I was warned that breastfeeding would be hard and painful. If someone asked me how my breastfeeding journey went, that’s exactly how I’d describe it, hard and painful. With my first, I knew something wasn’t right when it was extremely painful to nurse her, to the point that I preferred to pump so I didn’t have to worry about the pain that came every time she latched and unlatched. It was during one of those pumping sessions that I knew something had to be wrong. My nipples were cracked, and I was pumping almost straight blood. I needed professional help if I wanted to continue breastfeeding.
With my second, it was his slow weight gain and colic that had me questioning my milk supply. Again, I knew I needed to seek help from a lactation consultant to make sure I was producing enough milk and to get recommendations on ways to nurse him and things to change in my diet that would hopefully help him be less colicky.
Now, I’m prepared for the struggles that may come with breastfeeding when number three arrives but since I’ll be delivering at a different hospital then I did with my first two, I wanted to reach out to the lactation consultant at the Birth Place at Olathe Medical Center and get her advice and reassurance before my due date. Here are some things Calayne and I spoke about:
With my first two deliveries, I was able to have a lactation consultant come to my room after delivery and assist and observe me with breastfeeding. Is this something you offer?
Yes! When you receive your pre-registration form, there will be a piece of paper in there for you to fill out about past breastfeeding experiences or if this will be your first time. We visit everyone’s room unless they mark on the form that they don’t want to be seen. We have a lactation consultant available about 13 hours each day, so you’ll have assistance almost your entire stay.
When should someone seek help if they don’t think breastfeeding is going well for them?
It takes newborns about 7-10 days to start gaining weight so if they still aren’t gaining after that point, I would suggest you bring them in. Or if you are questioning your milk supply, have cracked or bleeding nipples, nursing is painful, the baby develops thrush or if you just don’t feel like things are going smoothly – we are always here to help.

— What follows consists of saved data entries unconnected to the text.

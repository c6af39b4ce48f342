//! Arithmetic and logic instructions: ADC, SBC, AND, ORA, EOR, CMP, CPX,
//! CPY, BIT.
//!
//! ADC/SBC are binary regardless of the D flag. SBC is ADC of the one's
//! complement of the operand: carry acts as inverted borrow and the same
//! overflow formula applies.

use crate::cpu::Cpu;
use crate::memory::Memory16;
use crate::opcodes::OpcodeInfo;
use crate::ExecutionError;

/// Add `operand` plus carry into A, setting N, Z, C and V.
fn add_with_carry<M: Memory16>(cpu: &mut Cpu<'_, M>, operand: u8) {
    let a = cpu.reg.a;
    let sum = u16::from(a) + u16::from(operand) + u16::from(cpu.reg.flag_c);
    let result = sum as u8;

    cpu.reg.flag_c = sum > 0xFF;
    // Signed overflow: both inputs agree in sign and the result disagrees
    cpu.reg.flag_v = (a ^ result) & (operand ^ result) & 0x80 != 0;
    cpu.reg.a = result;
    cpu.set_nz(result);
}

pub(crate) fn execute_adc<M: Memory16>(
    cpu: &mut Cpu<'_, M>,
    info: &OpcodeInfo,
) -> Result<(), ExecutionError> {
    let operand = cpu.read_operand(info)?;
    add_with_carry(cpu, operand);
    Ok(())
}

pub(crate) fn execute_sbc<M: Memory16>(
    cpu: &mut Cpu<'_, M>,
    info: &OpcodeInfo,
) -> Result<(), ExecutionError> {
    let operand = cpu.read_operand(info)?;
    add_with_carry(cpu, !operand);
    Ok(())
}

pub(crate) fn execute_and<M: Memory16>(
    cpu: &mut Cpu<'_, M>,
    info: &OpcodeInfo,
) -> Result<(), ExecutionError> {
    let operand = cpu.read_operand(info)?;
    cpu.reg.a &= operand;
    cpu.set_nz(cpu.reg.a);
    Ok(())
}

pub(crate) fn execute_ora<M: Memory16>(
    cpu: &mut Cpu<'_, M>,
    info: &OpcodeInfo,
) -> Result<(), ExecutionError> {
    let operand = cpu.read_operand(info)?;
    cpu.reg.a |= operand;
    cpu.set_nz(cpu.reg.a);
    Ok(())
}

pub(crate) fn execute_eor<M: Memory16>(
    cpu: &mut Cpu<'_, M>,
    info: &OpcodeInfo,
) -> Result<(), ExecutionError> {
    let operand = cpu.read_operand(info)?;
    cpu.reg.a ^= operand;
    cpu.set_nz(cpu.reg.a);
    Ok(())
}

/// Shared compare: C = register >= operand, N/Z from register - operand.
fn compare<M: Memory16>(cpu: &mut Cpu<'_, M>, register: u8, operand: u8) {
    cpu.reg.flag_c = register >= operand;
    cpu.set_nz(register.wrapping_sub(operand));
}

pub(crate) fn execute_cmp<M: Memory16>(
    cpu: &mut Cpu<'_, M>,
    info: &OpcodeInfo,
) -> Result<(), ExecutionError> {
    let operand = cpu.read_operand(info)?;
    let a = cpu.reg.a;
    compare(cpu, a, operand);
    Ok(())
}

pub(crate) fn execute_cpx<M: Memory16>(
    cpu: &mut Cpu<'_, M>,
    info: &OpcodeInfo,
) -> Result<(), ExecutionError> {
    let operand = cpu.read_operand(info)?;
    let x = cpu.reg.x;
    compare(cpu, x, operand);
    Ok(())
}

pub(crate) fn execute_cpy<M: Memory16>(
    cpu: &mut Cpu<'_, M>,
    info: &OpcodeInfo,
) -> Result<(), ExecutionError> {
    let operand = cpu.read_operand(info)?;
    let y = cpu.reg.y;
    compare(cpu, y, operand);
    Ok(())
}

pub(crate) fn execute_bit<M: Memory16>(
    cpu: &mut Cpu<'_, M>,
    info: &OpcodeInfo,
) -> Result<(), ExecutionError> {
    let operand = cpu.read_operand(info)?;
    cpu.reg.flag_z = cpu.reg.a & operand == 0;
    cpu.reg.flag_n = operand & 0x80 != 0;
    cpu.reg.flag_v = operand & 0x40 != 0;
    Ok(())
}
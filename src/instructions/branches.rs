//! Conditional branch instructions: BCC, BCS, BEQ, BMI, BNE, BPL, BVC, BVS.
//!
//! All branches are relative: the operand is a signed offset from the byte
//! after the operand. Cycle timing: 2 not taken, 3 taken within the same
//! page, 4 taken across a page boundary.

use crate::cpu::Cpu;
use crate::memory::Memory16;
use crate::opcodes::OpcodeInfo;
use crate::ExecutionError;

fn branch_if<M: Memory16>(
    cpu: &mut Cpu<'_, M>,
    condition: bool,
) -> Result<(), ExecutionError> {
    let offset = cpu.fetch_next_byte()? as i8;
    if condition {
        cpu.tick();
        let base = cpu.reg.program_counter;
        let target = base.wrapping_add_signed(i16::from(offset));
        if base & 0xFF00 != target & 0xFF00 {
            cpu.tick();
        }
        cpu.reg.program_counter = target;
    }
    Ok(())
}

pub(crate) fn execute_bcc<M: Memory16>(
    cpu: &mut Cpu<'_, M>,
    _info: &OpcodeInfo,
) -> Result<(), ExecutionError> {
    let condition = !cpu.reg.flag_c;
    branch_if(cpu, condition)
}

pub(crate) fn execute_bcs<M: Memory16>(
    cpu: &mut Cpu<'_, M>,
    _info: &OpcodeInfo,
) -> Result<(), ExecutionError> {
    let condition = cpu.reg.flag_c;
    branch_if(cpu, condition)
}

pub(crate) fn execute_beq<M: Memory16>(
    cpu: &mut Cpu<'_, M>,
    _info: &OpcodeInfo,
) -> Result<(), ExecutionError> {
    let condition = cpu.reg.flag_z;
    branch_if(cpu, condition)
}

pub(crate) fn execute_bne<M: Memory16>(
    cpu: &mut Cpu<'_, M>,
    _info: &OpcodeInfo,
) -> Result<(), ExecutionError> {
    let condition = !cpu.reg.flag_z;
    branch_if(cpu, condition)
}

pub(crate) fn execute_bmi<M: Memory16>(
    cpu: &mut Cpu<'_, M>,
    _info: &OpcodeInfo,
) -> Result<(), ExecutionError> {
    let condition = cpu.reg.flag_n;
    branch_if(cpu, condition)
}

pub(crate) fn execute_bpl<M: Memory16>(
    cpu: &mut Cpu<'_, M>,
    _info: &OpcodeInfo,
) -> Result<(), ExecutionError> {
    let condition = !cpu.reg.flag_n;
    branch_if(cpu, condition)
}

pub(crate) fn execute_bvs<M: Memory16>(
    cpu: &mut Cpu<'_, M>,
    _info: &OpcodeInfo,
) -> Result<(), ExecutionError> {
    let condition = cpu.reg.flag_v;
    branch_if(cpu, condition)
}

pub(crate) fn execute_bvc<M: Memory16>(
    cpu: &mut Cpu<'_, M>,
    _info: &OpcodeInfo,
) -> Result<(), ExecutionError> {
    let condition = !cpu.reg.flag_v;
    branch_if(cpu, condition)
}
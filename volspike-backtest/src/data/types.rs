//! Core data types for option price history.
//!
//! These types describe a single option contract and its end-of-day bars,
//! independent of the vendor that supplied them.

use chrono::{Duration, NaiveDate};
use rust_decimal::Decimal;
use serde::{Deserialize, Serialize};
use thiserror::Error;

/// Option right (call or put).
#[derive(Debug, Clone, Copy, PartialEq, Eq, Hash, Serialize, Deserialize)]
#[serde(rename_all = "lowercase")]
pub enum OptionRight {
    Call,
    Put,
}

impl OptionRight {
    pub fn from_str(s: &str) -> Option<Self> {
        match s.to_uppercase().as_str() {
            "C" | "CALL" => Some(Self::Call),
            "P" | "PUT" => Some(Self::Put),
            _ => None,
        }
    }

    pub fn as_str(&self) -> &'static str {
        match self {
            Self::Call => "C",
            Self::Put => "P",
        }
    }
}

impl std::fmt::Display for OptionRight {
    fn fmt(&self, f: &mut std::fmt::Formatter<'_>) -> std::fmt::Result {
        match self {
            Self::Call => write!(f, "CALL"),
            Self::Put => write!(f, "PUT"),
        }
    }
}

/// A single listed option.
#[derive(Debug, Clone, PartialEq, Eq, Hash, Serialize, Deserialize)]
pub struct Contract {
    /// Underlying symbol (e.g., "BMY")
    pub ticker: String,

    /// Strike price
    pub strike: Decimal,

    /// Option expiration date
    pub expiration: NaiveDate,

    /// Call or put
    pub right: OptionRight,
}

impl Contract {
    pub fn new(ticker: &str, strike: Decimal, expiration: NaiveDate, right: OptionRight) -> Self {
        Self {
            ticker: ticker.to_string(),
            strike,
            expiration,
            right,
        }
    }
}

impl std::fmt::Display for Contract {
    fn fmt(&self, f: &mut std::fmt::Formatter<'_>) -> std::fmt::Result {
        write!(
            f,
            "{} {} {} {}",
            self.ticker, self.expiration, self.strike, self.right
        )
    }
}

/// Inclusive date range for a history request.
#[derive(Debug, Clone, Copy, PartialEq, Eq, Serialize, Deserialize)]
pub struct DateWindow {
    pub start: NaiveDate,
    pub end: NaiveDate,
}

impl DateWindow {
    /// Window of `days` calendar days ending on (and including) `end`.
    pub fn lookback(end: NaiveDate, days: i64) -> Self {
        Self {
            start: end - Duration::days(days),
            end,
        }
    }

    pub fn contains(&self, date: NaiveDate) -> bool {
        date >= self.start && date <= self.end
    }
}

/// One trading day for a contract.
#[derive(Debug, Clone, PartialEq, Serialize, Deserialize)]
pub struct Bar {
    pub date: NaiveDate,
    pub open: Decimal,
    pub high: Decimal,
    pub low: Decimal,
    pub close: Decimal,

    /// Contracts traded
    pub volume: i64,

    /// Number of trades
    pub count: i64,
}

#[derive(Error, Debug, PartialEq)]
pub enum SeriesError {
    #[error("Bar dates must be strictly increasing: {previous} followed by {next}")]
    NotIncreasing { previous: NaiveDate, next: NaiveDate },
}

/// Ordered daily bars for one contract.
///
/// Dates are strictly increasing; the constructor rejects anything else.
#[derive(Debug, Clone, PartialEq)]
pub struct PriceSeries {
    contract: Contract,
    bars: Vec<Bar>,
}

impl PriceSeries {
    pub fn new(contract: Contract, bars: Vec<Bar>) -> Result<Self, SeriesError> {
        if let Some(w) = bars.windows(2).find(|w| w[1].date <= w[0].date) {
            return Err(SeriesError::NotIncreasing {
                previous: w[0].date,
                next: w[1].date,
            });
        }
        Ok(Self { contract, bars })
    }

    pub fn empty(contract: Contract) -> Self {
        Self {
            contract,
            bars: Vec::new(),
        }
    }

    pub fn contract(&self) -> &Contract {
        &self.contract
    }

    pub fn bars(&self) -> &[Bar] {
        &self.bars
    }

    pub fn len(&self) -> usize {
        self.bars.len()
    }

    pub fn is_empty(&self) -> bool {
        self.bars.is_empty()
    }

    /// Bar for an exact date.
    pub fn bar_on(&self, date: NaiveDate) -> Option<&Bar> {
        self.bars
            .binary_search_by_key(&date, |b| b.date)
            .ok()
            .map(|idx| &self.bars[idx])
    }

    /// Close price on an exact date.
    pub fn close_on(&self, date: NaiveDate) -> Option<Decimal> {
        self.bar_on(date).map(|b| b.close)
    }

    pub fn last_close(&self) -> Option<Decimal> {
        self.bars.last().map(|b| b.close)
    }

    /// Volumes as floats, in date order.
    pub fn volumes(&self) -> Vec<f64> {
        self.bars.iter().map(|b| b.volume as f64).collect()
    }
}

#[cfg(test)]
mod tests {
    use super::*;
    use rust_decimal_macros::dec;

    fn date(day: u32) -> NaiveDate {
        NaiveDate::from_ymd_opt(2023, 3, day).unwrap()
    }

    fn bar(day: u32, close: Decimal) -> Bar {
        Bar {
            date: date(day),
            open: close,
            high: close,
            low: close,
            close,
            volume: 10,
            count: 1,
        }
    }

    fn contract() -> Contract {
        Contract::new("BMY", dec!(65), date(31), OptionRight::Call)
    }

    #[test]
    fn test_option_right_parsing() {
        assert_eq!(OptionRight::from_str("C"), Some(OptionRight::Call));
        assert_eq!(OptionRight::from_str("P"), Some(OptionRight::Put));
        assert_eq!(OptionRight::from_str("call"), Some(OptionRight::Call));
        assert_eq!(OptionRight::from_str("PUT"), Some(OptionRight::Put));
        assert_eq!(OptionRight::from_str("X"), None);
    }

    #[test]
    fn test_lookback_window() {
        let exp = NaiveDate::from_ymd_opt(2023, 6, 16).unwrap();
        let window = DateWindow::lookback(exp, 90);
        assert_eq!(window.start, NaiveDate::from_ymd_opt(2023, 3, 18).unwrap());
        assert_eq!(window.end, exp);
        assert!(window.contains(exp));
        assert!(!window.contains(exp + Duration::days(1)));
    }

    #[test]
    fn test_series_rejects_unordered_dates() {
        let err = PriceSeries::new(contract(), vec![bar(2, dec!(1)), bar(2, dec!(2))]).unwrap_err();
        assert_eq!(
            err,
            SeriesError::NotIncreasing {
                previous: date(2),
                next: date(2)
            }
        );
        assert!(PriceSeries::new(contract(), vec![bar(3, dec!(1)), bar(1, dec!(2))]).is_err());
    }

    #[test]
    fn test_series_lookups() {
        let series =
            PriceSeries::new(contract(), vec![bar(1, dec!(1.5)), bar(2, dec!(2.0)), bar(6, dec!(3.25))])
                .unwrap();
        assert_eq!(series.len(), 3);
        assert_eq!(series.close_on(date(2)), Some(dec!(2.0)));
        assert_eq!(series.close_on(date(3)), None);
        assert_eq!(series.last_close(), Some(dec!(3.25)));
        assert!(PriceSeries::empty(contract()).last_close().is_none());
    }
}
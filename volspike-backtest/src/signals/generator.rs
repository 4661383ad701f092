//! Signal generation across an expiration's option chain.
//!
//! For each strike, calls are scanned first and then puts. Every scan fetches
//! the contract's bars over the lookback window ending at expiration. A failed
//! fetch only skips that contract; the rest of the chain is still scanned.

use chrono::NaiveDate;
use tracing::{debug, info, warn};

use crate::config::SignalConfig;
use crate::data::{Contract, DateWindow, MarketDataProvider, OptionRight, ProviderError};
use crate::ledger::TransactionLog;

use super::volume::{scan_series, SeriesScan};

/// Counters for one generation pass.
#[derive(Debug, Clone, Copy, Default, PartialEq, Eq)]
pub struct ScanSummary {
    pub contracts: usize,
    pub scanned: usize,
    pub insufficient: usize,
    pub failed: usize,
    pub signals: usize,
}

/// Scans every strike and right of an expiration for volume spikes.
pub struct SignalGenerator {
    config: SignalConfig,
}

impl SignalGenerator {
    pub fn new(config: SignalConfig) -> Self {
        Self { config }
    }

    pub fn config(&self) -> &SignalConfig {
        &self.config
    }

    /// History window for an expiration.
    pub fn window(&self, expiration: NaiveDate) -> DateWindow {
        DateWindow::lookback(expiration, self.config.lookback_days)
    }

    /// Build the transaction log for one expiration.
    ///
    /// Only the strike listing can fail the whole pass.
    pub async fn generate<P: MarketDataProvider + ?Sized>(
        &self,
        provider: &mut P,
        ticker: &str,
        expiration: NaiveDate,
    ) -> Result<TransactionLog, ProviderError> {
        let (log, _) = self.generate_with_summary(provider, ticker, expiration).await?;
        Ok(log)
    }

    pub async fn generate_with_summary<P: MarketDataProvider + ?Sized>(
        &self,
        provider: &mut P,
        ticker: &str,
        expiration: NaiveDate,
    ) -> Result<(TransactionLog, ScanSummary), ProviderError> {
        let strikes = provider.list_strikes(ticker, expiration).await?;
        let window = self.window(expiration);

        let mut log = TransactionLog::new(ticker, expiration);
        let mut summary = ScanSummary::default();

        for right in [OptionRight::Call, OptionRight::Put] {
            for &strike in &strikes {
                let contract = Contract::new(ticker, strike, expiration, right);
                summary.contracts += 1;

                let series = match provider.price_series(&contract, window).await {
                    Ok(series) => series,
                    Err(e) => {
                        warn!("Skipping {}: {}", contract, e);
                        summary.failed += 1;
                        continue;
                    }
                };

                match scan_series(&series, &self.config) {
                    SeriesScan::Insufficient { bars } => {
                        debug!("Skipping {}: only {} bars", contract, bars);
                        summary.insufficient += 1;
                    }
                    SeriesScan::Scanned { stats, signals } => {
                        summary.scanned += 1;
                        if !signals.is_empty() {
                            debug!(
                                "{}: {} signal(s) above volume {:.1} (mean {:.1}, sd {:.1})",
                                contract,
                                signals.len(),
                                stats.threshold,
                                stats.mean,
                                stats.std_dev
                            );
                        }
                        for signal in &signals {
                            log.push(signal.to_transaction(&contract));
                        }
                        summary.signals += signals.len();
                    }
                }
            }
        }

        info!(
            "{} {}: {} strikes, {} contracts scanned, {} short, {} failed, {} signals",
            ticker,
            expiration,
            strikes.len(),
            summary.scanned,
            summary.insufficient,
            summary.failed,
            summary.signals
        );

        Ok((log, summary))
    }
}
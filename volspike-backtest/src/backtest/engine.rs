//! Core backtesting engine.
//!
//! Replays a transaction log strike by strike:
//! 1. Sort the log by transaction date and collect its distinct strikes
//! 2. Fetch the strike's price series over the lookback window
//! 3. Apply BUY/SELL events to a fresh position in date order
//! 4. Liquidate what is still owned at the last close
//! 5. Sum per-strike profit into the total
//!
//! A strike whose prices cannot be fetched, or whose transaction dates have no
//! matching bar, is recorded as a failure and contributes no profit.

use chrono::NaiveDate;
use rust_decimal::Decimal;
use serde::{Deserialize, Serialize};
use thiserror::Error;
use tracing::{info, warn};

use crate::data::{Contract, DateWindow, MarketDataProvider, OptionRight, PriceSeries, ProviderError};
use crate::ledger::{Transaction, TransactionLog, TransactionType};

use super::position::Position;

#[derive(Error, Debug)]
pub enum BacktestError {
    #[error("Price fetch failed: {0}")]
    Provider(#[from] ProviderError),

    #[error("No bar on {date} for strike {strike}")]
    MissingClose { strike: Decimal, date: NaiveDate },

    #[error("No bars to liquidate strike {strike}")]
    EmptySeries { strike: Decimal },
}

/// Configuration for backtest execution.
#[derive(Debug, Clone, PartialEq, Serialize, Deserialize)]
#[serde(default)]
pub struct BacktestConfig {
    /// Calendar days of history before expiration.
    pub lookback_days: i64,

    /// Right whose closes price every transaction at a strike.
    ///
    /// Defaults to calls for both BUY and SELL events, so put-derived SELL
    /// events are priced off the call series.
    pub pricing_right: OptionRight,
}

impl Default for BacktestConfig {
    fn default() -> Self {
        Self {
            lookback_days: 90,
            pricing_right: OptionRight::Call,
        }
    }
}

/// Price curve and event markers for plotting one strike.
#[derive(Debug, Clone, Default, PartialEq, Serialize, Deserialize)]
pub struct StrikeChart {
    pub closes: Vec<(NaiveDate, Decimal)>,
    pub buys: Vec<(NaiveDate, Decimal)>,
    pub sells: Vec<(NaiveDate, Decimal)>,
}

/// Replay outcome for one strike.
#[derive(Debug, Clone, PartialEq, Serialize, Deserialize)]
pub struct StrikeResult {
    pub strike: Decimal,
    pub profit: Decimal,

    /// Transactions applied, including SELLs that found nothing to close.
    pub transactions: usize,

    /// Units still owned at the end and closed at the last price.
    pub liquidated_units: u32,

    pub chart: StrikeChart,
}

/// A strike that could not be replayed.
#[derive(Debug)]
pub struct StrikeFailure {
    pub strike: Decimal,
    pub error: BacktestError,
}

/// Result of backtesting one expiration.
#[derive(Debug)]
pub struct BacktestResult {
    pub ticker: String,
    pub expiration: NaiveDate,
    pub strikes: Vec<StrikeResult>,
    pub failures: Vec<StrikeFailure>,
    pub total_profit: Decimal,
}

impl BacktestResult {
    pub fn strike(&self, strike: Decimal) -> Option<&StrikeResult> {
        self.strikes.iter().find(|s| s.strike == strike)
    }

    /// True when every strike in the log was replayed.
    pub fn is_complete(&self) -> bool {
        self.failures.is_empty()
    }

    /// Generate summary string.
    pub fn summary(&self) -> String {
        let mut lines = vec![
            format!("Backtest Results {} {}", self.ticker, self.expiration),
            "----------------------------------------".to_string(),
        ];
        for s in &self.strikes {
            lines.push(format!(
                "Strike {}: Profit: {:.2} ({} transactions, {} liquidated)",
                s.strike, s.profit, s.transactions, s.liquidated_units
            ));
        }
        for f in &self.failures {
            lines.push(format!("Strike {}: FAILED - {}", f.strike, f.error));
        }
        lines.push(format!("Total Profit: {:.2}", self.total_profit));
        lines.join("\n")
    }
}

/// Replay one strike's transactions against its price series.
///
/// Transactions are applied in the order given; callers pass them sorted by
/// date. A SELL with nothing owned needs no price and is skipped.
pub fn replay<'a, I>(series: &PriceSeries, transactions: I) -> Result<StrikeResult, BacktestError>
where
    I: IntoIterator<Item = &'a Transaction>,
{
    let strike = series.contract().strike;
    let close_on = |date: NaiveDate| {
        series
            .close_on(date)
            .ok_or(BacktestError::MissingClose { strike, date })
    };

    let mut position = Position::new();
    let mut chart = StrikeChart {
        closes: series.bars().iter().map(|b| (b.date, b.close)).collect(),
        ..Default::default()
    };
    let mut count = 0;

    for t in transactions {
        count += 1;
        match t.transaction_type {
            TransactionType::Buy => {
                let close = close_on(t.transaction_date)?;
                position.buy(close);
                chart.buys.push((t.transaction_date, close));
            }
            TransactionType::Sell => {
                if !position.is_flat() {
                    position.sell(close_on(t.transaction_date)?);
                }
                if let Some(close) = series.close_on(t.transaction_date) {
                    chart.sells.push((t.transaction_date, close));
                }
            }
        }
    }

    let liquidated_units = if position.is_flat() {
        0
    } else {
        let last_close = series
            .last_close()
            .ok_or(BacktestError::EmptySeries { strike })?;
        position.liquidate(last_close)
    };

    Ok(StrikeResult {
        strike,
        profit: position.profit(),
        transactions: count,
        liquidated_units,
        chart,
    })
}

/// The main backtesting engine.
pub struct BacktestEngine {
    config: BacktestConfig,
}

impl BacktestEngine {
    pub fn new(config: BacktestConfig) -> Self {
        Self { config }
    }

    pub fn config(&self) -> &BacktestConfig {
        &self.config
    }

    /// Backtest a transaction log for one ticker and expiration.
    pub async fn run<P: MarketDataProvider + ?Sized>(
        &self,
        provider: &mut P,
        log: &TransactionLog,
        ticker: &str,
        expiration: NaiveDate,
    ) -> BacktestResult {
        let mut log = log.clone();
        log.sort_by_date();

        let window = DateWindow::lookback(expiration, self.config.lookback_days);
        let mut strikes = Vec::new();
        let mut failures = Vec::new();

        for strike in log.strikes() {
            let contract = Contract::new(ticker, strike, expiration, self.config.pricing_right);

            let outcome = match provider.price_series(&contract, window).await {
                Ok(series) => replay(&series, log.for_strike(strike)),
                Err(e) => Err(e.into()),
            };

            match outcome {
                Ok(result) => {
                    info!("Strike {}: Profit: {:.2}", strike, result.profit);
                    strikes.push(result);
                }
                Err(error) => {
                    warn!("Strike {} not backtested: {}", strike, error);
                    failures.push(StrikeFailure { strike, error });
                }
            }
        }

        let total_profit: Decimal = strikes.iter().map(|s| s.profit).sum();
        info!("{} {}: Total Profit: {:.2}", ticker, expiration, total_profit);

        BacktestResult {
            ticker: ticker.to_string(),
            expiration,
            strikes,
            failures,
            total_profit,
        }
    }
}
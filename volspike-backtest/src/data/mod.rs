pub mod provider;
pub mod thetadata;
pub mod types;

#[cfg(test)]
pub(crate) mod testing;

pub use provider::{MarketDataProvider, ProviderError};
pub use thetadata::{BarSchema, ThetaDataClient};
pub use types::{Bar, Contract, DateWindow, OptionRight, PriceSeries, SeriesError};
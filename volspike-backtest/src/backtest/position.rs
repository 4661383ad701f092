//! Per-strike position state during replay.

use rust_decimal::Decimal;

/// Unclosed BUY units and running profit for one strike.
///
/// Created at the start of a strike's replay and dropped at its end.
#[derive(Debug, Clone, Default, PartialEq, Eq)]
pub struct Position {
    amount_owned: u32,
    profit: Decimal,
}

impl Position {
    pub fn new() -> Self {
        Self::default()
    }

    pub fn amount_owned(&self) -> u32 {
        self.amount_owned
    }

    pub fn profit(&self) -> Decimal {
        self.profit
    }

    pub fn is_flat(&self) -> bool {
        self.amount_owned == 0
    }

    /// Open one unit at `close`.
    pub fn buy(&mut self, close: Decimal) {
        self.amount_owned += 1;
        self.profit -= close;
    }

    /// Close every owned unit at `close`.
    ///
    /// The proceeds replace the running profit rather than adding to it, so
    /// earlier purchase costs and earlier round trips are discarded. Returns
    /// the number of units closed; a flat position is left untouched.
    pub fn sell(&mut self, close: Decimal) -> u32 {
        if self.is_flat() {
            return 0;
        }
        let units = self.amount_owned;
        self.profit = close * Decimal::from(units);
        self.amount_owned = 0;
        units
    }

    /// Mark any remaining units at the last close and add them to profit.
    pub fn liquidate(&mut self, last_close: Decimal) -> u32 {
        let units = self.amount_owned;
        self.profit += Decimal::from(units) * last_close;
        self.amount_owned = 0;
        units
    }
}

What if these problems happen after you’re already home from the hospital?
Still call! We also offer a breastfeeding support group every Tuesday from 1-2:30 p.m. at no cost. You can come weigh your baby, nurse him and then weigh him again to see how much he is eating. A lactation consultant will be available to observe a feeding and offer any tips or suggestions.
What advice would you give a mom that has never breastfed before or even one that has?
I encourage all woman to take a breastfeeding course, learn about the different feeding positions and read up on breastfeeding. Even if you’ve breastfed before, it will be your baby’s first time. Many women forget what a newborn latch is like and only remember how it was going at say, 6 months. So I think ALL woman need a refresher before baby is born.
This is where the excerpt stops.